━━ WORKING DATA ━━

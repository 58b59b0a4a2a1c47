use crate::device::constants::{VALUE_OFF, VALUE_ON};
use crate::error::DeviceError;

pub fn encode_state(state: bool) -> [u8; 1] {
    if state { VALUE_ON } else { VALUE_OFF }
}

/// Decodes an LED or button characteristic value. The peripheral always sends exactly one byte,
/// anything non-zero is "on" / "pressed".
pub fn decode_state(value: &[u8]) -> Result<bool, DeviceError> {
    match value {
        [byte] => Ok(*byte != 0x00),
        _ => Err(DeviceError::InvalidValue { length: value.len() }),
    }
}
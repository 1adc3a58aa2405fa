//! Single-slot, most-recent-wins handoff buffers shared between threads.
//!
//! A latch holds exactly one value. Writers overwrite it without waiting for
//! readers, readers get a clone and never disturb the slot. Intermediate
//! values written between two reads are dropped; the pipeline only
//! ever cares about the newest frame or parameter snapshot.

use std::sync::{Condvar, Mutex, MutexGuard, PoisonError};
use std::time::{Duration, Instant};

fn lock<T>(mutex: &Mutex<T>) -> MutexGuard<'_, T> {
    // A panicking writer cannot leave a single assignment half done.
    mutex.lock().unwrap_or_else(PoisonError::into_inner)
}

/// Overwrite-on-write, copy-on-read slot.
#[derive(Debug, Default)]
pub struct Latch<T> {
    slot: Mutex<T>,
}

impl<T: Clone> Latch<T> {
    /// Create a latch holding `initial`
    pub const fn new(initial: T) -> Self {
        Self {
            slot: Mutex::new(initial),
        }
    }

    /// Replace the held value
    pub fn write(&self, value: T) {
        *lock(&self.slot) = value;
    }

    /// Copy of the held value
    pub fn read(&self) -> T {
        lock(&self.slot).clone()
    }
}

#[derive(Debug)]
struct Slot<T> {
    value: Option<T>,
    available: bool,
}

/// Latch with an availability signal for a blocking consumer.
///
/// `read_blocking` waits until a write happened since the previous blocking
/// read returned, then clears the signal. Multiple writes in between collapse
/// into the newest one.
#[derive(Debug)]
pub struct BlockingLatch<T> {
    slot: Mutex<Slot<T>>,
    ready: Condvar,
}

impl<T> Default for BlockingLatch<T> {
    fn default() -> Self {
        Self::new()
    }
}

impl<T> BlockingLatch<T> {
    /// Create an empty latch
    pub const fn new() -> Self {
        Self {
            slot: Mutex::new(Slot {
                value: None,
                available: false,
            }),
            ready: Condvar::new(),
        }
    }

    /// Replace the held value and signal availability
    pub fn write(&self, value: T) {
        let mut slot = lock(&self.slot);
        slot.value = Some(value);
        slot.available = true;
        // Notified while still holding the lock so the wakeup cannot precede the write.
        self.ready.notify_all();
    }

    /// Whether a write happened since the last blocking read
    pub fn is_available(&self) -> bool {
        lock(&self.slot).available
    }
}

impl<T: Clone> BlockingLatch<T> {
    /// Copy of the newest value without touching the availability signal
    pub fn read(&self) -> Option<T> {
        lock(&self.slot).value.clone()
    }

    /// Block until a fresh value is available and return it
    pub fn read_blocking(&self) -> T {
        let mut slot = lock(&self.slot);
        loop {
            if slot.available {
                if let Some(value) = slot.value.clone() {
                    slot.available = false;
                    return value;
                }
            }
            slot = self
                .ready
                .wait(slot)
                .unwrap_or_else(PoisonError::into_inner);
        }
    }

    /// Like [`read_blocking`](Self::read_blocking) but gives up after `timeout`
    pub fn read_timeout(&self, timeout: Duration) -> Option<T> {
        let deadline = Instant::now() + timeout;
        let mut slot = lock(&self.slot);
        loop {
            if slot.available {
                if let Some(value) = slot.value.clone() {
                    slot.available = false;
                    return Some(value);
                }
            }
            let remaining = deadline.checked_duration_since(Instant::now())?;
            if remaining.is_zero() {
                return None;
            }
            slot = self
                .ready
                .wait_timeout(slot, remaining)
                .unwrap_or_else(PoisonError::into_inner)
                .0;
        }
    }
}
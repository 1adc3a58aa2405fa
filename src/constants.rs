//! Constants used throughout the application

/// Number of landmarks the hand model reports per hand
pub const NUM_HAND_LANDMARKS: usize = 21;

/// Hand landmark indices (MediaPipe hand model convention)
pub mod landmarks {
    pub const WRIST: usize = 0;
    pub const THUMB_TIP: usize = 4;
    pub const INDEX_FINGER_TIP: usize = 8;
    pub const MIDDLE_FINGER_TIP: usize = 12;
    pub const RING_FINGER_TIP: usize = 16;
    pub const PINKY_TIP: usize = 20;
}

/// Default barycenter smoothing factor
pub const DEFAULT_BARYCENTER_ALPHA: f64 = 0.3;

/// Exponential smoothing bounds, alpha must lie in (MIN, MAX]
pub const SMOOTHING_ALPHA_MIN: f64 = 0.0;
pub const SMOOTHING_ALPHA_MAX: f64 = 1.0;

/// Thumb/index distance (normalized units) below which a hand counts as pinched
pub const DEFAULT_PINCH_THRESHOLD: f64 = 0.05;

/// Pitch range, C4 to C5
pub const DEFAULT_MIN_FREQ: f64 = 261.63;
pub const DEFAULT_MAX_FREQ: f64 = 523.25;

/// Frequency reported before the first pinch
pub const DEFAULT_FREQ: f64 = 440.0;

/// Volume used whenever the secondary hand is out of frame
pub const DEFAULT_VOLUME: f64 = 0.3;

/// Pulse mapper defaults
pub const DEFAULT_PULSE_THRESHOLD: f64 = 3.0;
pub const DEFAULT_PULSE_COOLDOWN_MS: u64 = 500;

/// Pinch mapper: thumb/index distance that sounds, and what it sends otherwise
pub const PINCH_MAPPER_THRESHOLD: f64 = 0.1;
pub const PINCH_MAPPER_FREQ: f64 = 440.0;
pub const PINCH_MAPPER_VOLUME: f64 = 0.5;

/// Initial value of barycenter mapper parameters
pub const DEFAULT_BARYCENTER_PARAM: f64 = 0.5;

/// OSC sound engine endpoint
pub const DEFAULT_OSC_HOST: &str = "127.0.0.1";
pub const DEFAULT_OSC_PORT: u16 = 11111;

/// Output stage retransmission rate
pub const DEFAULT_OUTPUT_RATE_HZ: f64 = 100.0;

/// Capture defaults
pub const DEFAULT_CAMERA_INDEX: i32 = 0;
pub const DEFAULT_FRAME_WIDTH: u32 = 640;
pub const DEFAULT_FRAME_HEIGHT: u32 = 480;
pub const DEFAULT_FPS: f64 = 30.0;

/// Pause after a failed frame read so a broken device does not spin the capture thread
pub const CAPTURE_RETRY_DELAY_MS: u64 = 10;

/// Upper bound on how long the driver waits for a frame before re-checking its stop flag
pub const DEFAULT_FRAME_TIMEOUT_MS: u64 = 200;

/// Consecutive skipped cycles after which the driver closes the sound gate
pub const SILENCE_AFTER_SKIPPED_CYCLES: u64 = 10;

/// Line the detector process prints once its model is loaded
pub const DETECTOR_READY_SIGNAL: &str = "READY";

/// ITU-R BT.601 luma weights for BGR pixels in Q14 fixed point, as OpenCV's
/// 8-bit BGR to gray conversion uses them
pub const LUMA_WEIGHTS_BGR_Q14: [u32; 3] = [1868, 9617, 4899];
pub const LUMA_SHIFT: u32 = 14;

/// Parameter names shared between mappers and the sound engine
pub mod params {
    pub const SOUND_ENABLED: &str = "sound_enabled";
    pub const TARGET_FREQ: &str = "target_freq";
    pub const TARGET_VOLUME: &str = "target_volume";
    pub const PULSE: &str = "pulse";
    pub const FREQUENCY: &str = "frequency";
    pub const VOLUME: &str = "volume";
    pub const TEMPO: &str = "tempo";
    pub const RESONANCE: &str = "resonance";
}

━━━

### TASK TO COMPLETE
Starting at the line that has "barycenter smoothing factor" and ending at the line that has "pub const SMOOTHING_ALPHA_MAX: f64 = 1.0;", please write out the lines above exactly, leaving out all others.

### ANSWER TO THE PROBLEM
/// Default barycenter smoothing factor
pub const DEFAULT_BARYCENTER_ALPHA: f64 = 0.3;

/// Exponential smoothing bounds, alpha must lie in (MIN, MAX]
pub const SMOOTHING_ALPHA_MIN: f64 = 0.0;
pub const SMOOTHING_ALPHA_MAX: f64 = 1.0;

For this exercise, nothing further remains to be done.